The Nikkei was down 1.35 percent at 68,798.93, as of 0133 GMT.
The broader Topix index slipped 0.21 percent to 4,093.39 after hitting a record high of 4,137.62 earlier in the session, as investors bought financial and other beaten-down value stocks.
"The market looked into the shares of Samsung Electronics, which fell even as the memory chipmaker's forecast beat the market forecast," said Kazuaki Shimada, chief strategist at IwaiCosmo Securities.
Shares of Japan's high-flying memory maker Kioxia fell 10.86 percent and chip-related Advantest and Tokyo Electron lost 0.64 percent and 1.85 percent, respectively.

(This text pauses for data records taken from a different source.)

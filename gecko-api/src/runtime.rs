//! Host tick loop
//!
//! One tick visits every module in registration order:
//!
//! 1. evaluate the module's bindings against the current state,
//! 2. write the results into its properties,
//! 3. call its `step()`,
//! 4. deliver the bus messages it forwarded to their subscribers.
//!
//! Bindings that target script variables run once at the start of the tick.
//! Errors are collected in the [`TickReport`]; a failing module never stops
//! the ones after it.

use crate::config::RunConfig;
use crate::error::GeckoError;
use gecko_config::Phase;
use gecko_core::{
    Binding, BusMessage, EvalContext, Expression, Module, ModuleId, ModuleSet, StepContext,
    Value, VariableId, VariableStore,
};
use gecko_log::{debug, info, trace, warn, Logger};
use std::sync::Arc;
use std::time::{Duration, Instant};

/// An error raised during a tick, scoped to where it happened
#[derive(Debug, Clone, PartialEq)]
pub struct TickError {
    pub tick: u64,
    /// Module that raised it; `None` for variable bindings
    pub module: Option<ModuleId>,
    /// Binding label, `module.step()` or `module.method()`
    pub origin: String,
    pub error: GeckoError,
}

impl std::fmt::Display for TickError {
    fn fmt(&self, f: &mut std::fmt::Formatter<'_>) -> std::fmt::Result {
        write!(f, "tick {}: {}: {}", self.tick, self.origin, self.error)
    }
}

#[derive(Debug, Clone, PartialEq, Default)]
pub struct TickReport {
    pub tick: u64,
    pub errors: Vec<TickError>,
    /// Bus messages handed to subscribers during this tick
    pub delivered: usize,
}

impl TickReport {
    pub fn new(tick: u64) -> Self {
        Self {
            tick,
            ..Self::default()
        }
    }

    pub fn is_ok(&self) -> bool {
        self.errors.is_empty()
    }

    pub fn push(&mut self, module: Option<ModuleId>, origin: String, error: GeckoError) {
        self.errors.push(TickError {
            tick: self.tick,
            module,
            origin,
            error,
        });
    }
}

/// Owns the module graph, the script variables and their bindings
pub struct Runtime {
    config: RunConfig,
    variables: VariableStore,
    modules: ModuleSet,
    order: Vec<ModuleId>,
    variable_bindings: Vec<Binding>,
    /// Property bindings, indexed by module
    module_bindings: Vec<Vec<Binding>>,
    scratch: Vec<Option<Value>>,
    outbox: Vec<(ModuleId, BusMessage)>,
    tick: u64,
}

impl Runtime {
    pub fn new(config: RunConfig) -> Self {
        Self {
            config,
            variables: VariableStore::new(),
            modules: ModuleSet::new(),
            order: Vec::new(),
            variable_bindings: Vec::new(),
            module_bindings: Vec::new(),
            scratch: Vec::new(),
            outbox: Vec::new(),
            tick: 0,
        }
    }

    pub fn config(&self) -> &RunConfig {
        &self.config
    }

    pub fn logger(&self) -> &Arc<Logger> {
        &self.config.logger
    }

    pub fn variables(&self) -> &VariableStore {
        &self.variables
    }

    pub fn modules(&self) -> &ModuleSet {
        &self.modules
    }

    /// Direct access for hosts, e.g. to subscribe modules to a bus
    pub fn modules_mut(&mut self) -> &mut ModuleSet {
        &mut self.modules
    }

    /// Number of ticks run so far; also the number of the next tick
    pub fn tick_count(&self) -> u64 {
        self.tick
    }

    pub fn context(&self) -> EvalContext<'_> {
        EvalContext::new(&self.variables, &self.modules)
    }

    // ==================== build ====================

    pub fn add_module(&mut self, module: Box<dyn Module>) -> Result<ModuleId, GeckoError> {
        let name = module.name().to_string();
        let kind = module.kind();
        let id = self.modules.add(module)?;
        self.order.push(id);
        self.module_bindings.push(Vec::new());
        debug!(self.config.logger, target: Phase::Build.target(), "module {name} ({kind}) registered as {id}");
        Ok(id)
    }

    pub fn declare(&mut self, name: &str, initial: Value) -> Result<VariableId, GeckoError> {
        let id = self.variables.declare(name, initial)?;
        debug!(self.config.logger, target: Phase::Build.target(), "variable {name}: {}", id.kind());
        Ok(id)
    }

    /// Re-evaluate `expr` into variable `name` at the start of every tick
    pub fn bind_variable(&mut self, name: &str, expr: Expression) -> Result<(), GeckoError> {
        let binding = Binding::variable(&self.context(), name, expr)?;
        debug!(self.config.logger, target: Phase::Build.target(), "bind {}", binding.label());
        self.variable_bindings.push(binding);
        Ok(())
    }

    /// Re-evaluate `expr` into `module.property` right before the module steps
    pub fn bind_property(
        &mut self,
        module: &str,
        property: &str,
        expr: Expression,
    ) -> Result<(), GeckoError> {
        let module_id = self.modules.resolve(module)?;
        let binding = Binding::property(&self.context(), module, property, expr)?;
        debug!(self.config.logger, target: Phase::Build.target(), "bind {}", binding.label());
        self.module_bindings[module_id.index()].push(binding);
        Ok(())
    }

    // ==================== calls ====================

    /// Evaluate `args` and invoke `module.method(args)`
    pub fn call(&mut self, module: &str, method: &str, args: &[Expression]) -> Result<(), GeckoError> {
        let id = self.modules.resolve(module)?;
        let ctx = self.context();
        for arg in args {
            arg.check_handles(&ctx)?;
        }
        let values = args
            .iter()
            .map(|arg| arg.evaluate(&ctx))
            .collect::<Result<Vec<_>, _>>()?;
        self.call_values(id, method, &values)
    }

    pub fn call_values(&mut self, id: ModuleId, method: &str, args: &[Value]) -> Result<(), GeckoError> {
        let module = self.modules.get_mut(id);
        info!(
            self.config.logger,
            target: Phase::Call.target(),
            "{}.{method}({})",
            module.name(),
            args.iter().map(|a| a.to_string()).collect::<Vec<_>>().join(", ")
        );
        module.call(method, args).map_err(|error| {
            warn!(self.config.logger, target: Phase::Call.target(), "{}.{method}() failed: {error}", module.name());
            GeckoError::module(module.name(), error)
        })
    }

    // ==================== ticks ====================

    /// Run one tick
    pub fn tick(&mut self) -> TickReport {
        let tick = self.tick;
        let _guard = self.config.logger.enter_tick(tick);
        let mut report = TickReport::new(tick);
        trace!(self.config.logger, target: Phase::Tick.target(), "tick start");

        for binding in &self.variable_bindings {
            let result = binding.evaluate(&EvalContext::new(&self.variables, &self.modules));
            let stored = result.map_err(GeckoError::from).and_then(|value| {
                binding
                    .store(&value, &mut self.variables, &mut self.modules)
                    .map_err(GeckoError::from)
            });
            if let Err(error) = stored {
                warn!(self.config.logger, target: Phase::Tick.target(), "{}: {error}", binding.label());
                report.push(None, binding.label().to_string(), error);
            }
        }

        for &id in &self.order {
            let bindings = &self.module_bindings[id.index()];

            // evaluate everything first so a module sees one consistent snapshot
            self.scratch.clear();
            let ctx = EvalContext::new(&self.variables, &self.modules);
            for binding in bindings {
                match binding.evaluate(&ctx) {
                    Ok(value) => self.scratch.push(Some(value)),
                    Err(error) => {
                        warn!(self.config.logger, target: Phase::Tick.target(), "{}: {error}", binding.label());
                        report.push(Some(id), binding.label().to_string(), error.into());
                        self.scratch.push(None);
                    }
                }
            }

            for (binding, value) in bindings.iter().zip(self.scratch.drain(..)) {
                let Some(value) = value else { continue };
                if let Err(error) = binding.store(&value, &mut self.variables, &mut self.modules) {
                    report.push(Some(id), binding.label().to_string(), error.into());
                }
            }

            let module = self.modules.get_mut(id);
            let mut step_ctx = StepContext::new(&self.config.logger, tick, &mut self.outbox);
            if let Err(error) = module.step(&mut step_ctx) {
                warn!(self.config.logger, target: Phase::Tick.target(), "{}.step(): {error}", module.name());
                report.push(
                    Some(id),
                    format!("{}.step()", module.name()),
                    GeckoError::module(module.name(), error),
                );
            }

            for (subscriber, message) in self.outbox.drain(..) {
                let target = self.modules.get_mut(subscriber);
                trace!(self.config.logger, target: Phase::Bus.target(), "deliver {message} to {}", target.name());
                report.delivered += 1;
                if let Err(error) = target.handle_message(&message) {
                    warn!(self.config.logger, target: Phase::Bus.target(), "{}: {error}", target.name());
                    report.push(
                        Some(subscriber),
                        format!("{}.handle_message()", target.name()),
                        GeckoError::module(target.name(), error),
                    );
                }
            }
        }

        self.tick += 1;
        report
    }

    /// Run ticks until `config.tick.max_ticks` (or forever), sleeping the
    /// configured interval between tick starts
    pub fn run(&mut self) -> RunSummary {
        let mut summary = RunSummary::default();
        let interval = Duration::from_millis(self.config.tick.interval_ms);
        info!(self.config.logger, target: Phase::Tick.target(), "running {} module(s)", self.modules.len());

        while self.config.tick.max_ticks.map_or(true, |max| self.tick < max) {
            let started = Instant::now();
            let report = self.tick();
            let failed = !report.is_ok();
            summary.record(report);
            if failed && self.config.stop_on_error {
                break;
            }
            if let Some(rest) = interval.checked_sub(started.elapsed()) {
                std::thread::sleep(rest);
            }
        }

        info!(self.config.logger, target: Phase::Tick.target(), "stopped after {} tick(s), {} error(s)", summary.ticks, summary.errors.len());
        summary
    }
}

/// Outcome of a multi-tick run
#[derive(Debug, Clone, Default, PartialEq)]
pub struct RunSummary {
    pub ticks: u64,
    pub delivered: usize,
    pub errors: Vec<TickError>,
}

impl RunSummary {
    pub fn record(&mut self, report: TickReport) {
        self.ticks += 1;
        self.delivered += report.delivered;
        self.errors.extend(report.errors);
    }

    pub fn is_ok(&self) -> bool {
        self.errors.is_empty()
    }
}
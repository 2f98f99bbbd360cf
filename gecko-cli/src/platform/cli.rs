//! CLI 格式化输出
//!
//! 提供命令行友好的错误显示和运行摘要。

use gecko_api::{ErrorReport, GeckoError, RunSummary};
use serde::Serialize;

/// 打印构建或加载错误
pub fn print_error(e: &GeckoError) {
    let report = e.to_report();
    eprintln!("❌ {report}");
    eprintln!("   {}", report.error_kind);
}

/// One tick error, flattened for JSON output
#[derive(Debug, Serialize)]
pub struct TickErrorOutput {
    pub tick: u64,
    pub origin: String,
    #[serde(flatten)]
    pub report: ErrorReport,
}

/// 运行摘要（JSON 格式）
#[derive(Debug, Serialize)]
pub struct SummaryOutput {
    pub ticks: u64,
    pub delivered: usize,
    pub errors: Vec<TickErrorOutput>,
}

impl From<&RunSummary> for SummaryOutput {
    fn from(summary: &RunSummary) -> Self {
        Self {
            ticks: summary.ticks,
            delivered: summary.delivered,
            errors: summary
                .errors
                .iter()
                .map(|e| TickErrorOutput {
                    tick: e.tick,
                    origin: e.origin.clone(),
                    report: e.error.to_report(),
                })
                .collect(),
        }
    }
}

/// 打印运行摘要
pub fn print_summary(summary: &RunSummary, json: bool) {
    if json {
        match serde_json::to_string_pretty(&SummaryOutput::from(summary)) {
            Ok(text) => println!("{text}"),
            Err(e) => eprintln!("❌ cannot serialize summary: {e}"),
        }
        return;
    }

    for error in &summary.errors {
        eprintln!("❌ tick {} {}: {}", error.tick, error.origin, error.error.to_report().to_short());
    }
    let mark = if summary.is_ok() { "✅" } else { "⚠️" };
    println!(
        "{mark} {} tick(s), {} message(s) delivered, {} error(s)",
        summary.ticks,
        summary.delivered,
        summary.errors.len()
    );
}
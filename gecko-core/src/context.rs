use crate::module::ModuleSet;
use crate::variable::VariableStore;

/// Everything an expression may read while it is evaluated
#[derive(Debug, Clone, Copy)]
pub struct EvalContext<'a> {
    pub variables: &'a VariableStore,
    pub modules: &'a ModuleSet,
}

impl<'a> EvalContext<'a> {
    pub fn new(variables: &'a VariableStore, modules: &'a ModuleSet) -> Self {
        Self { variables, modules }
    }
}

"This is a healthy correction of the distorted market. The market is selling chip-related stocks and buying value shares which became cheap," Shimada said.
The tech-heavy Nikkei tends to track moves in South Korea's benchmark index, which is also heavily weighted toward chip stocks.
Samsung Electronics fell more than 5 percent, weighing on regional technology shares, after the world's largest memory chipmaker on Tuesday forecast a 19-fold jump in second-quarter operating profit from a year earlier. This disappointed investors who had expected a stronger earnings outlook.
South Korea's stock benchmark KOSPI slumped more than 5 percent in early trade.
Japan's banking shares rose, with Mitsubishi UFJ Financial Group up 3 percent. Shares of Mizuho Financial Group and Sumitomo Mitsui Financial Group advanced 2 percent and 1.26 percent, respectively.
Toyota Motor rose 1.45 percent.
Topix's value share index climbed 0.14 percent, against a 0.36 percent fall of the growth share index.
Of the more than 1,500 stocks trading on the Tokyo Stock Exchange's prime market, 66 percent rose, 31 percent slipped and 2 percent traded flat.